What the regional pattern says
Europe dominates the Top 100 in this 2025 snapshot, and it especially dominates the top end. The Netherlands alone places multiple cities near the very top, while Switzerland keeps a deep presence across the upper group. This usually signals a combination of high institutional quality, strong public-service reliability and lower daily friction in movement, healthcare access and environmental conditions.
North America appears with many entries, especially from the United States and Canada, but the pattern is more uneven. Many U.S. cities benefit from strong purchasing power, yet they often surrender points on safety, pollution or commute burden.

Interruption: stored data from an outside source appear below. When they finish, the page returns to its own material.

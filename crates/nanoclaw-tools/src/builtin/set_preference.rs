// Copyright (c) 2024-2026 Martin Schröder <info@swedishembedded.com>
//
// SPDX-License-Identifier: MIT
//! `set_preference` (§4.8).

use std::sync::Arc;

use async_trait::async_trait;
use nanoclaw_store::{is_allowed_preference_key, StorePool, ALLOWED_PREFERENCE_KEYS};
use serde_json::{json, Value};

use crate::tool::{Tool, ToolCall, ToolOutput};

pub struct SetPreferenceTool {
    store: Arc<StorePool>,
}

impl SetPreferenceTool {
    pub fn new(store: Arc<StorePool>) -> Self {
        Self { store }
    }
}

#[async_trait]
impl Tool for SetPreferenceTool {
    fn name(&self) -> &str {
        "set_preference"
    }

    fn description(&self) -> &str {
        "Remember a preference for this group, such as a nickname or preferred language."
    }

    fn parameters_schema(&self) -> Value {
        json!({
            "type": "object",
            "properties": {
                "key": {"type": "string", "enum": ALLOWED_PREFERENCE_KEYS},
                "value": {"type": "string"},
            },
            "required": ["key", "value"],
        })
    }

    async fn execute(&self, call: &ToolCall) -> ToolOutput {
        let key = call.args.get("key").and_then(Value::as_str).unwrap_or("");
        if !is_allowed_preference_key(key) {
            return ToolOutput::error(&call.id, &call.name, format!("Invalid key: {key}"));
        }
        let value = match call.args.get("value").and_then(Value::as_str) {
            Some(v) => v.to_string(),
            None => return ToolOutput::error(&call.id, &call.name, "Missing field: value"),
        };

        let now = chrono::Utc::now().timestamp_millis();
        match self
            .store
            .set_preference(call.group_folder.clone(), key.to_string(), value, now)
            .await
        {
            Ok(()) => ToolOutput::ok(&call.id, &call.name, json!({"success": true})),
            Err(e) => {
                tracing::error!(error = %e, "set_preference: store write failed");
                ToolOutput::error(&call.id, &call.name, "Function execution failed")
            }
        }
    }
}

#[cfg(test)]
mod tests {
    use super::*;

    fn call(args: Value) -> ToolCall {
        ToolCall {
            id: "1".into(),
            name: "set_preference".into(),
            args,
            group_folder: "main".into(),
            chat_id: "c1".into(),
            is_main: true,
        }
    }

    #[tokio::test]
    async fn sets_allowed_key() {
        let store = Arc::new(StorePool::open_in_memory().await.unwrap());
        let tool = SetPreferenceTool::new(store.clone());
        let out = tool
            .execute(&call(json!({"key": "nickname", "value": "Andy"})))
            .await;
        assert!(!out.is_error(), "{:?}", out.response);
        let value = store.get_preference("main".into(), "nickname".into()).await.unwrap();
        assert_eq!(value.as_deref(), Some("Andy"));
    }

    #[tokio::test]
    async fn rejects_disallowed_key() {
        let store = Arc::new(StorePool::open_in_memory().await.unwrap());
        let tool = SetPreferenceTool::new(store);
        let out = tool
            .execute(&call(json!({"key": "favorite_color", "value": "blue"})))
            .await;
        assert!(out.is_error());
        assert_eq!(out.response["error"], "Invalid key: favorite_color");
    }

    #[tokio::test]
    async fn missing_value_is_rejected() {
        let store = Arc::new(StorePool::open_in_memory().await.unwrap());
        let tool = SetPreferenceTool::new(store);
        let out = tool.execute(&call(json!({"key": "nickname"}))).await;
        assert!(out.is_error());
    }
}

Canada’s cities usually look more balanced, but purchasing power is often less aggressive than in the top U.S. entries.
The Middle East also deserves a more careful reading than a simple rank might suggest. Abu Dhabi, Muscat, Doha, Jeddah, Dubai and Manama all show how high safety and high purchasing power can pull cities upward, but climate pressure, pollution or other urban frictions still keep them below the very top European cluster.
Policy takeaways
- Balance beats prestige. A city does not need to be the most famous global center to reach the top. It needs fewer weak links across housing, healthcare, safety, pollution and movement.
- Purchasing power matters, but it is not enough. High incomes can be neutralized by long commutes, weaker safety or very expensive housing.
- Mid-sized urban systems are structurally advantaged. They often deliver cleaner governance and lower day-to-day friction than giant capitals.
- Housing pressure is a decisive penalty. Cities with otherwise strong institutions can still lose ground when the property-price-to-income burden becomes too heavy.
- Quality-of-life rankings are framework-sensitive. A city that leads one ranking may fall in another because one methodology emphasizes cost and housing while another emphasizes stability or expatriate conditions.
Sources and technical notes
-
Numbeo — Quality of Life Index by City 2025. Primary Top 100 dataset used for the updated
ranking in this article.
https://www.numbeo.com/quality-of-life/rankings.jsp?title=2025 -
Numbeo — Understanding Quality of Life Indexes. Definition of the index and the factors used
in the formula: purchasing power, pollution, house price to income ratio, cost of living, safety, healthcare,
traffic commute time and climate.
https://www.numbeo.com/quality-of-life/indices_explained.jsp -
Numbeo — Methodology and Motivation. Explains how Numbeo blends user-generated data with
manually gathered information from reputable sources, and how filtering and archiving work.
https://www.numbeo.com/common/motivation_and_methodology.jsp -
EIU — Global Liveability Index 2025. Useful cross-check because it shows how a different
methodology changes the leader board; Copenhagen leads that 2025 framework.
https://www.eiu.com/n/global-themes/liveability-index/ -
Mercer — Quality of Living City Ranking 2024. A separate expatriate-focused framework; Zurich
leads Mercer’s 2024 ranking.
https://www.mercer.com/insights/total-rewards/talent-mobility-insights/quality-of-living-city-ranking/ -
UN-Habitat — City Prosperity Index. Included as institutional context for city-quality
frameworks beyond commercial and crowd-sourced rankings.
https://data.unhabitat.org/pages/city-prosperity-index
Editorial note for interpretation: this page now uses one primary ranking source for the Top 100 itself and keeps alternative frameworks only for context. That makes the article much cleaner analytically and removes the mismatch between invented city scores and real published rankings.